Это да, но разве Буддизм не выявляет космические законы, такие как закон кармы или закон распределения энергий это же все не появилось само сабой. Многие не признают эти законы и считают их субъектвиной выдумкой, однако я искренне верю в закон кармы и полагаю, что он является одним из многих законов мироздания, которые нам еще предстоит обнаружить. Без знания законов, человек не сможет себя организовать в верном направлении и не сможет стать действительно высоко развитым, духовным существом, в этом сила законов, а информация ключ к их пониманию, поэтому она мне не фиолетова. Еслиб я мог добратся до алайя-виджняны и извлеч оттуда всю информацию об устройстве космса и человеческого сознания, то просветление было бы ближе или наооборот, достигнув просветления можно получить доступ ко всем знаниям мира и познать истину!

----------


## Socalledi

> Не Скиентизм является исключительно научным мировозрением и хотя я признаю что наука многое может, но признаю что наука все таки имеет свой предел и не может объяснить некоторые события и явления, а также человеческое сознание.


Ну, положим, скиентисты тоже могут говорить о некой метафизике. Ваша взяла, я неверно выразился. Я имел в виду, что Ваше воззрение похоже на разговоры о "вселенском информационном поле" или Боге Эйнштейна http://books.atheism.ru/atheists/einstein.html




> Это да, но разве Буддизм не выявляет космические законы, такие как закон кармы или закон распределения энергий это же все не появилось само
> сабой.


Закон кармы можно называть космическим в смысле его универсальности. Но это не закон, управляющий неким космосом - ни в античном, ни в современном понимании. Это закон поступка-плода. А про распределение энергий - это что-то уж совсем из физики или Вы о чём?

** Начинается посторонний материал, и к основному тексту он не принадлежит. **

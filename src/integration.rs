//! Double integration: acceleration -> velocity -> position
//!
//! Both steps use the cumulative trapezoidal rule at a fixed step `dt`, starting
//! from rest at the origin. Non-finite inputs propagate untouched.

use log::debug;
use ndarray::{Array1, ArrayView1, Axis};

use crate::types::{AxisColumn, AxisSeries};

/// `out[0] = 0`, `out[i] = out[i-1] + dt * (x[i-1] + x[i]) / 2`.
pub fn cumulative_trapezoid(x: ArrayView1<f64>, dt: f64) -> AxisColumn {
    let mut out = Array1::<f64>::zeros(x.len());
    for i in 1..x.len() {
        out[i] = out[i - 1] + dt * (x[i - 1] + x[i]) / 2.0;
    }
    out
}

/// Velocity and position for every axis of an (n, 3) acceleration series.
#[derive(Clone, Debug)]
pub struct Kinematics {
    pub velocity: AxisSeries,
    pub position: AxisSeries,
}

pub fn integrate_acceleration(accel: &AxisSeries, dt: f64) -> Kinematics {
    let mut velocity = AxisSeries::zeros(accel.dim());
    let mut position = AxisSeries::zeros(accel.dim());

    for (axis, a) in accel.axis_iter(Axis(1)).enumerate() {
        let v = cumulative_trapezoid(a, dt);
        let p = cumulative_trapezoid(v.view(), dt);
        velocity.column_mut(axis).assign(&v);
        position.column_mut(axis).assign(&p);
    }

    debug!("Integrated {} samples at dt={}s", accel.nrows(), dt);
    Kinematics { velocity, position }
}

Что касается космических законов, то в Абхидхарме действительно присутствуют объяснения механизмов существования вселенной. Но речь никак не идёт о том, что алая-виджняна - это некое вселенское информационное поле. В виджнянаваде это нейтральный ум - носитель кармических семян, основа для их проявления. Просветления-то достичь можно в результате пути, но учение - но именно о пути, а не о чём-то ещё. И вот о пути-то как раз там всё есть. Т.е. не надо лезть ни в какое НЛО,чтобы узнать что-то о практике.

----------


## Ased

> Я имел в виду, что Ваше воззрение похоже на разговоры о "вселенском информационном поле" или Боге Эйнштейна


Да. С Энштейном и его теориями я во многом согласен, еще большей правдоподобности к этому добовляет искренняя и неподдельная вера Энштейна в то, что только Буддизм, как религия сможет отвечать сути общества будщего и станет его ядром. Я на форуме уже где то приводил ссымлу на известный журнал Русского Буддизма, где была эта цитата Энштейна.

Однако есть расспространенная ошибка противопоставлять религию и науку друг другу и приравнивать атеизм и науку. Эти две противоположности отлично сочитаются если вы владеете деалектическим складом ума о чем говорилось так много в предыдущих постах.  :Smilie: 




> А про распределение энергий - это что-то уж совсем из физики или Вы о чём?


Это общий закон о том, что любая энергия, материя (как вид энергии не может) исчезнуть/расстворится без следа, а перейдет в другое качество. Причина тому взаимосвязь всех явлений во вселенной на многомерном уровне. Вселенная пронизана сверхмалыми частицами, такими как нейтрино и темная материя, которые состовляют большую часть основы существующего космоса, однако трудно заметны человеком и не могут быть распознаны без специального оборудования. В качестве примера можно привести нейтринные звезды. Вы никогда не сможете уничтожить звезду полностью. Даже если внешне она исчезнет в силу каких либо причин (взрыва или другово катаклизма) на ее месте  в космосе останется ее энергетический двойник или нейтринная звезда, ученые доказали их наличие. Однако ее можно увидеть только с помощью специальных приборов. Закон кармы во много определяет это распределение энергий в области человеческого бытия, точнее это распределение можно назвать инструментами кармы, как и генетическую обусловленноть. В рамках этого закона так же действует закон, любое действие будет иметь противодействие, верно в 99% случаев.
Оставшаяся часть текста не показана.